Neil Blackmon, Florida columnist

They have to beat Florida more than once every 15 years to do it. I actually like their chances against the Gators in Knoxville this fall — it’s the toughest ask on Florida’s road slate and you know Jeremy Pruitt doesn’t want to get embarrassed by Florida for a third consecutive season.

That said, it takes more than one excellent recruiting class to rebuild and the Vols’ schedule in 2020 is brutal. What happens to the recruiting momentum if all they have to show for last year’s strong finish and this recruiting momentum is another 7-5 campaign? These are fair questions, especially when Florida has won 2 consecutive New Year’s 6 games under Dan Mullen and Kirby Smart’s Georgia juggernaut isn’t going anywhere.

If Tennessee keeps recruiting at this torrid pace, they can contend in the East by 2021 or 2022. But they competed for the East under Butch Jones, too. The difference for me is Pruitt is always going to have that defense salty. Can they add enough perimeter playmakers and develop a QB? If so, maybe they break through and get to Atlanta in 2022.

Adam Spencer, Newsletter editor

The Vols are building something strong on Rocky Top, but asking for them to compete for a division title in 2020 is too much. Even 2021 is probably too much at this point. I still think Tennessee is third in the East hierarchy, behind Florida and Georgia in some order.

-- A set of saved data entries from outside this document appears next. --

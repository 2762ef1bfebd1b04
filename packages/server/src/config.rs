use common::MediaConfig;
use config::{Config, ConfigError, Environment, File};
use serde::Deserialize;

#[derive(Debug, Deserialize, Clone)]
pub struct CorsConfig {
    /// Allowed origins. Empty means any origin.
    #[serde(default)]
    pub allow_origins: Vec<String>,
    pub max_age: u64,
}

#[derive(Debug, Deserialize, Clone)]
pub struct ServerConfig {
    pub host: String,
    pub port: u16,
    pub cors: CorsConfig,
}

#[derive(Debug, Deserialize, Clone)]
pub struct DatabaseConfig {
    pub url: String,
    #[serde(default = "default_max_connections")]
    pub max_connections: u32,
    #[serde(default = "default_min_connections")]
    pub min_connections: u32,
}

fn default_max_connections() -> u32 {
    20
}
fn default_min_connections() -> u32 {
    1
}

impl DatabaseConfig {
    pub fn new(url: impl Into<String>) -> Self {
        Self {
            url: url.into(),
            max_connections: default_max_connections(),
            min_connections: default_min_connections(),
        }
    }
}

#[derive(Debug, Deserialize, Clone)]
pub struct AuthConfig {
    pub jwt_secret: String,
    /// Token lifetime. Default: 24.
    #[serde(default = "default_token_ttl_hours")]
    pub token_ttl_hours: i64,
}

fn default_token_ttl_hours() -> i64 {
    24
}

impl AuthConfig {
    pub fn new(jwt_secret: impl Into<String>) -> Self {
        Self {
            jwt_secret: jwt_secret.into(),
            token_ttl_hours: default_token_ttl_hours(),
        }
    }
}

/// Optional bootstrap administrator, created on startup when both email and
/// password are set.
#[derive(Debug, Deserialize, Clone, Default)]
pub struct SeedConfig {
    pub admin_email: Option<String>,
    pub admin_password: Option<String>,
    #[serde(default = "default_admin_name")]
    pub admin_first_name: String,
    #[serde(default = "default_admin_name")]
    pub admin_last_name: String,
}

fn default_admin_name() -> String {
    "Admin".into()
}

#[derive(Debug, Deserialize, Clone)]
pub struct AppConfig {
    pub server: ServerConfig,
    pub database: DatabaseConfig,
    pub auth: AuthConfig,
    pub media: MediaConfig,
    #[serde(default)]
    pub seed: SeedConfig,
}

impl AppConfig {
    pub fn load() -> Result<Self, ConfigError> {
        let s = Config::builder()
            .set_default("server.host", "127.0.0.1")?
            .set_default("server.port", 3000)?
            .set_default("server.cors.allow_origins", Vec::<String>::new())?
            .set_default("server.cors.max_age", 3600)?
            // Load from config/config.toml
            .add_source(File::with_name("config/config").required(false))
            // Override from environment (e.g., BLOGSITE__AUTH__JWT_SECRET)
            .add_source(
                Environment::with_prefix("BLOGSITE")
                    .separator("__")
                    .list_separator(",")
                    .with_list_parse_key("server.cors.allow_origins")
                    .try_parsing(true),
            )
            .build()?;

        s.try_deserialize()
    }
}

That said, I love what Jeremy Pruitt has done on the recruiting trails recently. There’s excitement in Knoxville again and that’s only going to help the Vols down the road. By 2022, I think Jim Chaney will have a talented QB in place and playmakers around him. Defensively, the guys Pruitt is bringing in as part of the 2021 class should be ready to contribute in big ways. That spells trouble for the rest of the East.

I don’t expect Georgia and Florida to fall off anytime soon, but by 2022, I think the Vols will make it a 3-headed monster in the SEC East.

Chris Wright, Executive editor

When is Nick Saban retiring? Let’s go with the year after that.

Tennessee has a unique hurdle that other East teams don’t have to clear. The Vols play Alabama every year. Georgia faces Auburn every year. Florida plays LSU every year. Auburn and LSU fluctuate, just like almost every other team in the country. Florida and LSU have split their past 4 meetings. The Tigers only have 7-5 advantage in the past 12. Georgia has beaten Auburn in 8 of their past 10 meetings and 12 of the past 15. Alabama doesn’t even have 12 SEC losses in the past 12 years under Nick Saban. Alabama hasn’t even lost to an SEC East team since 2010.

Alabama doesn’t fluctuate. It annihilates.

As such, every year, Tennessee starts its SEC East title quest a game in the hole. It’s wholly unfair. I understand the history, the tradition, the rivalry and the need to keep playing Alabama on The Third Saturday in October. What I will never understand is why these crossover games count in the SEC standings.

Care to guess who was the most recent SEC East champion that beat Alabama in the regular season? It was South Carolina … in 2010.

The past 9 East champs were lucky enough to avoid Alabama in the regular season.

Georgia won the East in 2017, 2018 and 2019. It avoided Bama all 3 years.

Florida won the East in 2015 and 2016. It avoided Bama both times.

Missouri won the East in 2013 and 2014. It also avoided Bama both times.

Georgia won the East in 2011 and 2012. It missed Bama both times.

That’s more than mere coincidence. Until that dynamic changes, Tennessee might creep closer to Georgia and Florida, but it isn’t getting back to Atlanta.